Yeni ruhsat müracaatlarındaki düşüş önemli bir problem
Son devirde yeni ruhsat müracaatlarındaki düşüşün bölümde kıymetli bir soruna işaret ettiğini belirten Bekişoğlu, işletme müsaadelerinin yavaşlamasının gelecekte Türk madenciliğinin yükselme suratının gitgide düşeceği manasına geldiğini vurguladı. Madenciliğin çok güçlü bir yol olduğunu ve önemli bir başlangıç sermayesi ve yatırım gerektirdiğini kaydeden Bekişoğlu, bu süreçte yaşanan bürokratik zahmetlerin da bölümü yavaşlattığını tabir etti.
Bölge ayırmaksızın yatırımcıya teşvik talebi
Bekişoğlu, ruhsat süreçlerinin uzamasının yanında emtia ve navlun fiyatlarındaki yüksekliğin, artan devlet hakkı oranlarının ve güç maliyetlerinin de dal açısından ıstırap yarattığını kaydetti.

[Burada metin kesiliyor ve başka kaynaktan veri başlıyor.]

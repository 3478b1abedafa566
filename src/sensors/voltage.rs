//! Potentiometer voltage tap: the ADC reading scaled straight to volts.

use super::AdcScale;

#[derive(Debug, Clone, Copy, PartialEq)]
pub struct VoltageReading {
    pub raw: u16,
    pub volts: f32,
}

#[derive(Debug, Clone, Copy)]
pub struct VoltageSensor {
    scale: AdcScale,
}

impl VoltageSensor {
    pub fn new(scale: AdcScale) -> Self {
        Self { scale }
    }

    pub fn convert(&self, raw: u16) -> VoltageReading {
        VoltageReading {
            raw,
            volts: self.compute_voltage(raw),
        }
    }

    pub fn compute_voltage(&self, raw: u16) -> f32 {
        self.scale.volts(raw)
    }
}
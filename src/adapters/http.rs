//! HTTP report adapter.
//!
//! Implements [`ReportPort`] with one blocking POST per call.
//!
//! - **`target_os = "espidf"`**: `embedded_svc` HTTP client over
//!   `EspHttpConnection`.  A fresh connection is opened per report; at one
//!   request per 15 s keep-alive buys nothing.
//! - **all other targets**: logs the request and answers `200`.

#[cfg(target_os = "espidf")]
use core::fmt::Write as _;
#[cfg(target_os = "espidf")]
use core::time::Duration;

#[cfg(target_os = "espidf")]
use embedded_svc::{http::client::Client as HttpClient, io::Write as _, utils::io::try_read_full};
#[cfg(target_os = "espidf")]
use esp_idf_svc::http::client::{Configuration, EspHttpConnection};
use log::warn;

use crate::app::ports::ReportPort;
use crate::app::reporter::{ReportRequest, ReportResponse};
use crate::error::ReportError;

#[cfg(target_os = "espidf")]
const HTTP_TIMEOUT: Duration = Duration::from_secs(5);

pub struct HttpReporter {
    sent: u32,
}

impl Default for HttpReporter {
    fn default() -> Self {
        Self::new()
    }
}

impl HttpReporter {
    pub fn new() -> Self {
        Self { sent: 0 }
    }

    /// POSTs attempted since boot.
    pub fn sent(&self) -> u32 {
        self.sent
    }

    #[cfg(target_os = "espidf")]
    fn platform_post(&mut self, req: &ReportRequest) -> Result<ReportResponse, ReportError> {
        let conn = EspHttpConnection::new(&Configuration {
            timeout: Some(HTTP_TIMEOUT),
            ..Default::default()
        })
        .map_err(|e| {
            warn!("http: connect: {e}");
            ReportError::ConnectFailed
        })?;
        let mut client = HttpClient::wrap(conn);

        let mut content_len = heapless::String::<8>::new();
        let _ = write!(content_len, "{}", req.body.len());
        let headers = [
            ("Content-Type", req.content_type),
            ("Content-Length", content_len.as_str()),
        ];

        let url = req.url();
        let mut request = client.post(url.as_str(), &headers).map_err(|e| {
            warn!("http: open {url}: {e}");
            ReportError::ConnectFailed
        })?;
        request.write_all(req.body.as_bytes()).map_err(|e| {
            warn!("http: write: {e:?}");
            ReportError::RequestFailed
        })?;
        request.flush().map_err(|_| ReportError::RequestFailed)?;

        let mut response = request.submit().map_err(|e| {
            warn!("http: submit: {e}");
            ReportError::RequestFailed
        })?;
        let status = response.status();

        let mut buf = [0_u8; 64];
        let n = try_read_full(&mut response, &mut buf).map_err(|(e, _)| {
            warn!("http: read: {e:?}");
            ReportError::ResponseFailed
        })?;

        Ok(ReportResponse {
            status,
            body: lossy_body(&buf[..n]),
        })
    }

    #[cfg(not(target_os = "espidf"))]
    fn platform_post(&mut self, req: &ReportRequest) -> Result<ReportResponse, ReportError> {
        log::debug!("http(sim): POST {} {}", req.url(), req.body);
        Ok(ReportResponse {
            status: 200,
            body: lossy_body(b"0"),
        })
    }
}

impl ReportPort for HttpReporter {
    fn post_form(&mut self, request: &ReportRequest) -> Result<ReportResponse, ReportError> {
        self.sent = self.sent.wrapping_add(1);
        let res = self.platform_post(request);
        if let Err(e) = &res {
            warn!("http: report #{} failed: {e}", self.sent);
        }
        res
    }
}

/// Keep the printable prefix of a response body.
fn lossy_body(bytes: &[u8]) -> heapless::String<64> {
    let mut out = heapless::String::new();
    for ch in String::from_utf8_lossy(bytes).chars() {
        if out.push(ch).is_err() {
            break;
        }
    }
    out
}
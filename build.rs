use std::env;

/// Build-time secrets, passed through to `option_env!` in the crate.
const SECRET_VARS: [&str; 4] = ["THINGSPEAK_API_KEY", "WIFI_SSID", "WIFI_PASS", "REMOTE_PSK"];

fn main() {
    for var in SECRET_VARS {
        println!("cargo:rerun-if-env-changed={var}");
        if let Ok(value) = env::var(var) {
            println!("cargo:rustc-env={var}={value}");
        }
    }

    #[cfg(feature = "espidf")]
    embuild::espidf::sysenv::output();
}
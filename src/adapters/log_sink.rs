//! Log-based event sink adapter.
//!
//! Implements [`EventSink`] by writing structured application events to
//! the ESP-IDF logger (which goes to UART / USB-CDC in production).
//! Alert notifications go out under their event name (`temp_alert`,
//! `voltage_alert`) so a log forwarder can relay them verbatim.

use log::{info, warn};

use crate::app::events::AppEvent;
use crate::app::ports::EventSink;

/// Adapter that logs every [`AppEvent`] to the serial console.
#[derive(Default)]
pub struct LogEventSink;

impl LogEventSink {
    pub fn new() -> Self {
        Self
    }
}

impl EventSink for LogEventSink {
    fn emit(&mut self, event: &AppEvent) {
        match event {
            AppEvent::Started(obs) => {
                info!(
                    "START | rpm={} led={} | T={:.1}\u{00b0}C V={:.2}V",
                    obs.rpm,
                    if obs.led_on { "ON" } else { "OFF" },
                    obs.temperature_c,
                    obs.voltage_v,
                );
            }
            AppEvent::Notification { kind, message } => {
                warn!("ALERT | {} | {}", kind.event_name(), message);
            }
            AppEvent::AlertCleared(kind) => {
                info!("ALERT | {} | cleared", kind.event_name());
            }
            AppEvent::LedChanged(on) => {
                info!("LED | {}", if *on { "ON" } else { "OFF" });
            }
            AppEvent::RpmChanged { from, to } => {
                info!("RPM | {from} -> {to}");
            }
            AppEvent::RpmRejected(e) => {
                info!("RPM | rejected ({}) code={}", e, e.code());
            }
            AppEvent::ReportSent { status, body } => {
                info!("REPORT | status={status} | body={body}");
            }
            AppEvent::ReportFailed(e) => {
                warn!("REPORT | failed: {e}");
            }
        }
    }
}
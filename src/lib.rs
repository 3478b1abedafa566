//! SensorWatch firmware library.
//!
//! Exposes the pure-logic modules for integration testing and the firmware
//! binary. All ESP-IDF-specific code is guarded by
//! `#[cfg(target_os = "espidf")]` within each module.

#![deny(unused_must_use)]

pub mod alert;
pub mod app;
pub mod config;
pub mod error;
pub mod pins;
pub mod remote;

pub mod adapters;
pub mod drivers;
pub mod sensors;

Eskiden Amerika’ya 1400 dolar düzeyinde konteynır gönderirken şu anda bu sayının 10 bin dolara yaklaştığını anlatan Bekişoğlu, “Yatırımının ve sürdürülebilir maliyetin yüksek ve geri dönüşün geç olduğu bir bölümüz. Devletimizin bölge ayırmaksızın yatırımcıya teşvik vermesi gerekiyor. Arama ve işletme izinlerimizin de çok daha kısa müddetlerde çözülmesi bizim için çok değerli. Bürokrasi içerisinde yoğuruluyoruz ve her noktada potansiyel bir sorun çıkma ihtimali var. Bu bürokrasiyi hakikat bir sentezle kısaltmak maden bölümünün ilerlemesinde çok önemli yararlar sağlayacaktır.” dedi.